Dalam pernyataannya, Trump tidak hanya memberikan dukungan moral, tetapi juga menjanjikan bantuan bagi para demonstran. Ia menegaskan bahwa “bantuan sedang dalam perjalanan” di tengah tindakan keras yang dilakukan oleh aparat keamanan Iran terhadap peserta aksi.
Desak Pengambilalihan Institusi
Trump mendorong rakyat Iran untuk tidak mundur dan mendesak mereka untuk mengambil alih institusi-institusi negara. Sikap keras ini diambil seiring dengan melonjaknya jumlah korban jiwa dalam kerusuhan tersebut.
Lembaga swadaya masyarakat di bidang Hak Asasi Manusia (HAM) memperkirakan lebih dari 2.000 orang tewas dalam gelombang protes ini. Angka tersebut jauh melampaui data resmi pemerintah Iran yang hanya mengonfirmasi sekitar 600 korban jiwa. Belakangan, beredar foto-foto yang menunjukkan ruang jenazah dipenuhi oleh jasad para demonstran, yang semakin memicu kemarahan publik.
Diplomasi dan Sanksi Ekonomi
Sebagai bentuk tekanan politik, Trump menyatakan telah membatalkan seluruh agenda pertemuan dengan pejabat Iran. Ia menekankan bahwa jalur komunikasi baru hanya akan dibuka apabila kekerasan terhadap demonstran dihentikan sepenuhnya.
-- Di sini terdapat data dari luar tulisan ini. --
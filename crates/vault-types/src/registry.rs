//! Registry trait for self-registering implementations.

/// Base trait for implementation registries.
///
/// Each pluggable backend module (storage, notifications, documents) exposes
/// a `Registry` struct implementing this trait so the service binary can
/// build its factory maps from one list.
pub trait ImplementationRegistry {
	/// The name used in configuration files to reference this implementation,
	/// e.g. "memory" for `storage.implementations.memory`.
	const NAME: &'static str;

	/// The factory function type this implementation provides.
	type Factory;

	/// Get the factory function for this implementation.
	fn factory() -> Self::Factory;
}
Selain itu, Trump juga mengeluarkan kebijakan ekonomi yang agresif dengan memberlakukan tarif sebesar 25 persen bagi negara-negara yang masih menjalin hubungan dagang dengan Iran. Langkah ini memicu reaksi beragam dari dunia internasional:
Tiongkok dan Rusia: Mengkritik keras dan melayangkan protes atas kebijakan tarif tersebut.
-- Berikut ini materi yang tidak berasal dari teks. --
//! Document generation for queued orders.

use super::{HandlerError, WORKFLOW_ACTOR};
use crate::state::{versions, OrderStateError, OrderStateMachine};
use std::sync::Arc;
use tracing::instrument;
use vault_documents::{DocumentService, GenerationRequest};
use vault_notify::NotificationService;
use vault_types::{current_timestamp, truncate_id, Order, OrderStatus};

/// Takes an order from QUEUED or REGEN_REQUESTED through generation to
/// INTERNAL_REVIEW, or to FAILED when generation does not succeed.
pub struct FulfilmentHandler {
	state_machine: Arc<OrderStateMachine>,
	documents: Arc<DocumentService>,
	notifications: Arc<NotificationService>,
}

impl FulfilmentHandler {
	pub fn new(
		state_machine: Arc<OrderStateMachine>,
		documents: Arc<DocumentService>,
		notifications: Arc<NotificationService>,
	) -> Self {
		Self {
			state_machine,
			documents,
			notifications,
		}
	}

	/// Generates a new document version for the order.
	///
	/// A generation failure is not an error of this call: the order is moved
	/// to FAILED and returned.
	#[instrument(skip_all, fields(order_id = %truncate_id(order_id)))]
	pub async fn generate(&self, order_id: &str) -> Result<Order, HandlerError> {
		let order = self
			.state_machine
			.transition(order_id, OrderStatus::InProgress, WORKFLOW_ACTOR, None)
			.await?;

		if order.is_locked() {
			return self
				.fail(order_id, "approved version is locked; regeneration refused")
				.await;
		}

		let request = GenerationRequest {
			reference: order.id.clone(),
			document_type: order.service_code.clone(),
			inputs: order.client_inputs.clone(),
			notes: order.regen_notes.clone(),
			intent: None,
		};

		let sealed = match self.documents.generate(&request).await {
			Ok(sealed) => sealed,
			Err(e) => {
				tracing::warn!(error = %e, "Document generation failed");
				return self.fail(order_id, &e.to_string()).await;
			},
		};

		let result = self
			.state_machine
			.transition_with(
				order_id,
				OrderStatus::InternalReview,
				WORKFLOW_ACTOR,
				None,
				|order| {
					let version = versions::add_version(order, &sealed, current_timestamp())?;
					tracing::debug!(version, "Document version added");
					order.regen_notes = None;
					order.failure_reason = None;
					Ok(())
				},
			)
			.await;

		match result {
			Ok(order) => Ok(order),
			Err(OrderStateError::VersionLocked(_)) => {
				self.fail(order_id, "approved version is locked; regeneration refused")
					.await
			},
			Err(e) => Err(e.into()),
		}
	}

	async fn fail(&self, order_id: &str, reason: &str) -> Result<Order, HandlerError> {
		let order = self
			.state_machine
			.transition_with(
				order_id,
				OrderStatus::Failed,
				WORKFLOW_ACTOR,
				Some(reason.to_string()),
				|order| {
					order.failure_reason = Some(reason.to_string());
					Ok(())
				},
			)
			.await?;

		if let Err(e) = self
			.notifications
			.notify_operations(
				format!("Order {} failed", truncate_id(order_id)),
				format!("Order {} moved to FAILED: {}", order_id, reason),
			)
			.await
		{
			tracing::warn!(error = %e, "Failed to alert operations");
		}
		Ok(order)
	}
}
Negara-negara Eropa: Mengecam kekerasan yang terjadi di Iran, namun tetap berupaya menahan diri dan menghindari intervensi militer secara langsung.
Sebelumnya, pihak Gedung Putih juga telah memberikan sinyal bahwa Amerika Serikat tidak akan ragu untuk melakukan serangan udara jika situasi terus memburuk.